ASSIGNED TASK:
Write out, from the entries below, exactly the lines that run between the lines holding "same non-empty mark." and "if sq != Square::Empty", inclusive, and stop there.

MATERIAL PROVIDED:
>>

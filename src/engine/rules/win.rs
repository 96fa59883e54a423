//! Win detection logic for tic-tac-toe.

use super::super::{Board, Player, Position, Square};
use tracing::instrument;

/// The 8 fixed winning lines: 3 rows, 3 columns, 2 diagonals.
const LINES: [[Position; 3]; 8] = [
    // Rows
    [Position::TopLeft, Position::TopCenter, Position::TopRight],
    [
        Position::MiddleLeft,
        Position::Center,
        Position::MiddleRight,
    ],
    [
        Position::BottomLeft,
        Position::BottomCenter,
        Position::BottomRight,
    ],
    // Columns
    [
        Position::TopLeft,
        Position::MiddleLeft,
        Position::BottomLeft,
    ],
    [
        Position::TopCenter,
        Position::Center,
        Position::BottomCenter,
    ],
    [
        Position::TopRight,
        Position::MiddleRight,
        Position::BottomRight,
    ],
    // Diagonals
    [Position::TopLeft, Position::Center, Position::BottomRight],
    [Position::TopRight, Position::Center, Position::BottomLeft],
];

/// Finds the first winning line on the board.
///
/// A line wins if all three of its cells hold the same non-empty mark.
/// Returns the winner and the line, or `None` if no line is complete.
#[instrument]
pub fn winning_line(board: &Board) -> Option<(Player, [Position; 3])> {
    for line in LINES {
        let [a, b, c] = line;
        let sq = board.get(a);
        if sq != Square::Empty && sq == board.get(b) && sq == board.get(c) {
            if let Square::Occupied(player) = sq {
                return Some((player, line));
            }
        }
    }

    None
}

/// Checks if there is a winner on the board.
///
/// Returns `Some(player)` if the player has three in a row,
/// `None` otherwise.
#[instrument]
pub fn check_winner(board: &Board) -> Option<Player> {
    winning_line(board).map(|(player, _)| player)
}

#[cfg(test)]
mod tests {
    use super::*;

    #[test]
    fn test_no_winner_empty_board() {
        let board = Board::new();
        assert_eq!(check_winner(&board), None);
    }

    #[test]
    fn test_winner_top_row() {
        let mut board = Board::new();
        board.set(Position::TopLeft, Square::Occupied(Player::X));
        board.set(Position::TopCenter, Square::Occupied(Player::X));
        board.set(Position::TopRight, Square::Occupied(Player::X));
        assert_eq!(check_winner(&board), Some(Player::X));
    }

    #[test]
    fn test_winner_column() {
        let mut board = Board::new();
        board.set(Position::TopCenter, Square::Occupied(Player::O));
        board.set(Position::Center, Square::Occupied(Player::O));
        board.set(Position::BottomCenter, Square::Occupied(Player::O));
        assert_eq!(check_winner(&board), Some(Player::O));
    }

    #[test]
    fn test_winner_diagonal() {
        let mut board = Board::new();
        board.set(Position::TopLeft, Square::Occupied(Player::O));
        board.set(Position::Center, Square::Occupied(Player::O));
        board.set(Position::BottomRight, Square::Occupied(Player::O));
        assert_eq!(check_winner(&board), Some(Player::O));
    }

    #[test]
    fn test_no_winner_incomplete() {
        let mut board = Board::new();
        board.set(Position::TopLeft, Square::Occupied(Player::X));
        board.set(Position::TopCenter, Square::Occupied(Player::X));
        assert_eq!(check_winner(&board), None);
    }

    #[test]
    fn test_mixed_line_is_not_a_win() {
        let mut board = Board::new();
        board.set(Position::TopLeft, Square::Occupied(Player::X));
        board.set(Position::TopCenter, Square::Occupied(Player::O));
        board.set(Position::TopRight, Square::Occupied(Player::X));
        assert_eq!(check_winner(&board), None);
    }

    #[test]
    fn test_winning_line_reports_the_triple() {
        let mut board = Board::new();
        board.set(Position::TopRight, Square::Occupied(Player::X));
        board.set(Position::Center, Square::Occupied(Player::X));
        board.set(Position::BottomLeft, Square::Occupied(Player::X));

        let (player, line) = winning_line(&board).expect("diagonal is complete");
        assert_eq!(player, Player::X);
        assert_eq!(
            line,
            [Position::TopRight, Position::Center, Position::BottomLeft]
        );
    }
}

<<
>>

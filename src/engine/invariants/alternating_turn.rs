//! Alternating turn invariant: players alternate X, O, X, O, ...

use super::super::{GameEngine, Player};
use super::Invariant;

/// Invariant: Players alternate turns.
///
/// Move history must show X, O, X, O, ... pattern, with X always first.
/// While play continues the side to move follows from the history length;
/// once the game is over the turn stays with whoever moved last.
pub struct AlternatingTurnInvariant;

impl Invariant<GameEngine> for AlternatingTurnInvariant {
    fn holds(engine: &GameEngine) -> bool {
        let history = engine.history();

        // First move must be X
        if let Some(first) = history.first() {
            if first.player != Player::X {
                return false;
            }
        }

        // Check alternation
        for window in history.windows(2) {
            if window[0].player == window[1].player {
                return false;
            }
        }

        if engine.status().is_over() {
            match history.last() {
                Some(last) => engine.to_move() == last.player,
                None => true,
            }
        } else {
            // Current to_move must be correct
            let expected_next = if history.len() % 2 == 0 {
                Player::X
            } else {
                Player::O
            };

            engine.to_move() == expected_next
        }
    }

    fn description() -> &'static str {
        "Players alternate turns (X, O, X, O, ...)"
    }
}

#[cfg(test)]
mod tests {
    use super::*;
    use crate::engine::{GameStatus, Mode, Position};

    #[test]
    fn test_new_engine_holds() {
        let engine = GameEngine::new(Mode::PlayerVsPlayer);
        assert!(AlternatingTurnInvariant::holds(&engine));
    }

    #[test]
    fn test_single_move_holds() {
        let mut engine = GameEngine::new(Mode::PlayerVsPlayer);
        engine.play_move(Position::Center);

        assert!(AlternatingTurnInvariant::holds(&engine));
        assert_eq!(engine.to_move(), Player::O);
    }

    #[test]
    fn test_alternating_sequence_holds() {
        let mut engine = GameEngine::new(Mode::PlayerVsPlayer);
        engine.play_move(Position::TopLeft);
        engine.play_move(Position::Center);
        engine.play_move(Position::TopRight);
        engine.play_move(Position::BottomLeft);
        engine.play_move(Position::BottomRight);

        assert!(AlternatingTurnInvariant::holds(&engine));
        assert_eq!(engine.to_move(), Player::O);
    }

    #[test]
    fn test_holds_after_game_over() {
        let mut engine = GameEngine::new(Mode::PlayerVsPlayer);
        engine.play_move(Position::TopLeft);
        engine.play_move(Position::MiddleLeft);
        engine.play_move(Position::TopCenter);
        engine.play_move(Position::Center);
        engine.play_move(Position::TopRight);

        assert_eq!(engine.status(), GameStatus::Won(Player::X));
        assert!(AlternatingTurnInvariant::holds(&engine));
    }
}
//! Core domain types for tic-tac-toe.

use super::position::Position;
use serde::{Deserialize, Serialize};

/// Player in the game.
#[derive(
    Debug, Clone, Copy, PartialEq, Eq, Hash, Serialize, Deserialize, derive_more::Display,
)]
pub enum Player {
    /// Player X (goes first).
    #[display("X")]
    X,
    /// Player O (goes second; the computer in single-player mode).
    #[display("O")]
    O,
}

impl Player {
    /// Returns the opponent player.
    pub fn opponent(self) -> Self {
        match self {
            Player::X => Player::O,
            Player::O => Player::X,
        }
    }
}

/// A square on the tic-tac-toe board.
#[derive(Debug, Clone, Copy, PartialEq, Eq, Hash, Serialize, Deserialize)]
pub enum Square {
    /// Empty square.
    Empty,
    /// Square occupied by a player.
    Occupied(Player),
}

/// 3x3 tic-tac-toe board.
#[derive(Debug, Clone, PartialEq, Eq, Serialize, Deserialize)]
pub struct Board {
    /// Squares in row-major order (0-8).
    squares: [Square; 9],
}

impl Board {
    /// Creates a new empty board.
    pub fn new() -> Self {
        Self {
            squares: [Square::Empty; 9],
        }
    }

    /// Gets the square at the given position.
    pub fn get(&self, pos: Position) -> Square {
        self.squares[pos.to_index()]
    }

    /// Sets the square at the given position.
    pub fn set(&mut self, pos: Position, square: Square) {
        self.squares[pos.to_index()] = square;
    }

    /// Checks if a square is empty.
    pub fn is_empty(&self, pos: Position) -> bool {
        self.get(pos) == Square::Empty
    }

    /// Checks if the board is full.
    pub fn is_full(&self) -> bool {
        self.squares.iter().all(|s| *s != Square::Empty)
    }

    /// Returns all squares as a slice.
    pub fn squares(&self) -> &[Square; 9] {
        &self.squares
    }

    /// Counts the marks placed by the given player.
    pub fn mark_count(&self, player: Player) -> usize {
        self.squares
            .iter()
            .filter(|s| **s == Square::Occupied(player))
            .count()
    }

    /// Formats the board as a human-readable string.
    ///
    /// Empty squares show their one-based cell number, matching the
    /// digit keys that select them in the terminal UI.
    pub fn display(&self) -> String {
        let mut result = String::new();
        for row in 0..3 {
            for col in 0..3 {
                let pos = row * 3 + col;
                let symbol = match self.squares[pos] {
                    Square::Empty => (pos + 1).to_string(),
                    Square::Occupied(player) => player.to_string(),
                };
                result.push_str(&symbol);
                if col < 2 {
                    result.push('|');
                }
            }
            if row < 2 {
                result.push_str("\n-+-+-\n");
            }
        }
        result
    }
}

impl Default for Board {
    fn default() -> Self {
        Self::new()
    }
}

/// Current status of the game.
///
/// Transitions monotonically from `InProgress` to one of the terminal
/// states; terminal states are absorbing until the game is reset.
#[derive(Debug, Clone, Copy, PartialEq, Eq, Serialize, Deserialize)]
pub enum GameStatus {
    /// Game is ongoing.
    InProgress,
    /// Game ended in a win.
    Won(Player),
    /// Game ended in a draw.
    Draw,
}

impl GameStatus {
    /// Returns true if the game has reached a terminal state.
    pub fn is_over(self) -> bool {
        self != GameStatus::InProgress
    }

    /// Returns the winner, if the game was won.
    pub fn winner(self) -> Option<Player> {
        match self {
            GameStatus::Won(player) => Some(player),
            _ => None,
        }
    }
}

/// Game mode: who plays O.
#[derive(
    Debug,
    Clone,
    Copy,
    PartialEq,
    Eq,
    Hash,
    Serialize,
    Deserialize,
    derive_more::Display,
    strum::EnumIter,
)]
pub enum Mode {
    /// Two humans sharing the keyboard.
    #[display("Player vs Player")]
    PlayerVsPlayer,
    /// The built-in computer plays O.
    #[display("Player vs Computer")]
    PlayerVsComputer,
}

<<
>>

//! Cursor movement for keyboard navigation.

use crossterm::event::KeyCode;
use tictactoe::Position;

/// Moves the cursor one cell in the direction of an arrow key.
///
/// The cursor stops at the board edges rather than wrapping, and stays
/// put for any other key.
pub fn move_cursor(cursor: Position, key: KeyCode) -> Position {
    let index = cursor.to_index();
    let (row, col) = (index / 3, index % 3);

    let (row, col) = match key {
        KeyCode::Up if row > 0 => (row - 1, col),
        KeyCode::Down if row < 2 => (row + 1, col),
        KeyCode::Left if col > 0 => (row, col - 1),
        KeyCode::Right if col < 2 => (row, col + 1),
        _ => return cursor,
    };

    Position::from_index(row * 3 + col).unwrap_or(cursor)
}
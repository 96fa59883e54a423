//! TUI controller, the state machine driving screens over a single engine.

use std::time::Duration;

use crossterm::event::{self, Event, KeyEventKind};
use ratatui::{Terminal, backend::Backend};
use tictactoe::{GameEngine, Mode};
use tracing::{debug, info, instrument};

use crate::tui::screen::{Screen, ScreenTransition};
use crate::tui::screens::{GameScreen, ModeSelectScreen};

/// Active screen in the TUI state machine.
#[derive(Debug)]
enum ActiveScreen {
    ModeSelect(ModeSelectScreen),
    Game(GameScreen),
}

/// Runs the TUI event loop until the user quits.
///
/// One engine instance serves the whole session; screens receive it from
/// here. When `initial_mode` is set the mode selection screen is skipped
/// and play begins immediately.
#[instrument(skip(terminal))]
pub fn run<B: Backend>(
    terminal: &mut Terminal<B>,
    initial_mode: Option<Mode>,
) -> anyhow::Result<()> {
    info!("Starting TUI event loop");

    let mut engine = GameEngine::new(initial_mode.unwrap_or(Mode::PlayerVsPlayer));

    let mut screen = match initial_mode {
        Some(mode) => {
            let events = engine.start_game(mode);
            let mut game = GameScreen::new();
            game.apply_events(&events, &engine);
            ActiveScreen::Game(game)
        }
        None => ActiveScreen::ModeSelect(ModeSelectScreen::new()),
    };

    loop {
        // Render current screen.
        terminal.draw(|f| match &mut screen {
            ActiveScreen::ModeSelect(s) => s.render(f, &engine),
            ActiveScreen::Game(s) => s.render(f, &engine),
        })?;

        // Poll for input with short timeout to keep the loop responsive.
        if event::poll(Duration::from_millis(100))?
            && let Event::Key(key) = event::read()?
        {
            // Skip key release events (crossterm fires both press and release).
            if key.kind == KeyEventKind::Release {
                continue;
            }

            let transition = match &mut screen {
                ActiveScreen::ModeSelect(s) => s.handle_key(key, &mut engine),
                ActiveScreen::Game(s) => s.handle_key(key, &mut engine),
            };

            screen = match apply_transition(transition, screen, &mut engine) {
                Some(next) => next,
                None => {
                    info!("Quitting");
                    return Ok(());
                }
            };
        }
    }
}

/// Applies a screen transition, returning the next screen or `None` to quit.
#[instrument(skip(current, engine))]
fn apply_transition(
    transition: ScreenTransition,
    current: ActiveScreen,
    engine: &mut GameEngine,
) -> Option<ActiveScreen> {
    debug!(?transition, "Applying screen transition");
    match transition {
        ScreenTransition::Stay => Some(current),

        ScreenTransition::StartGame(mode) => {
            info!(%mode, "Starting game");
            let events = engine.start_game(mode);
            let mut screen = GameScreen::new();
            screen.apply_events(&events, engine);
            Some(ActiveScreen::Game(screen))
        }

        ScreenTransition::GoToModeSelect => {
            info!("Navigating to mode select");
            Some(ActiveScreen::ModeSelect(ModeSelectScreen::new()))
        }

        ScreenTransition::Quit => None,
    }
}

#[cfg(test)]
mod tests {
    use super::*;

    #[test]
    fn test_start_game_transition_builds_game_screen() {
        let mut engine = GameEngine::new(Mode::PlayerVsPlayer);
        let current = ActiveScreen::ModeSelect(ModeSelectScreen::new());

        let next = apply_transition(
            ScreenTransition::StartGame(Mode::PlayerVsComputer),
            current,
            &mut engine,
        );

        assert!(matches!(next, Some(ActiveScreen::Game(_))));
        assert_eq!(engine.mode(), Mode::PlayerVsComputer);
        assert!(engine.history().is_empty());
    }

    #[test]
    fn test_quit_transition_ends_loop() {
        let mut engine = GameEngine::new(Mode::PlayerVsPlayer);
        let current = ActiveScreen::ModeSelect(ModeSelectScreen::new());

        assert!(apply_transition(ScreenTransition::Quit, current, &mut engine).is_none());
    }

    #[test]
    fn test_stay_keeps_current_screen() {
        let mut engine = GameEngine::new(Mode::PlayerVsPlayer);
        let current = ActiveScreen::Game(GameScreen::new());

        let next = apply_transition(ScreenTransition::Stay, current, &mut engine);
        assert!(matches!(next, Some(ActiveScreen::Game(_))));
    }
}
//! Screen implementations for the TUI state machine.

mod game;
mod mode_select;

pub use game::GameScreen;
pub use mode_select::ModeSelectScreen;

<<

FINISHED TASK:
/// A line wins if all three of its cells hold the same non-empty mark.
/// Returns the winner and the line, or `None` if no line is complete.
#[instrument]
pub fn winning_line(board: &Board) -> Option<(Player, [Position; 3])> {
    for line in LINES {
        let [a, b, c] = line;
        let sq = board.get(a);
        if sq != Square::Empty && sq == board.get(b) && sq == board.get(c) {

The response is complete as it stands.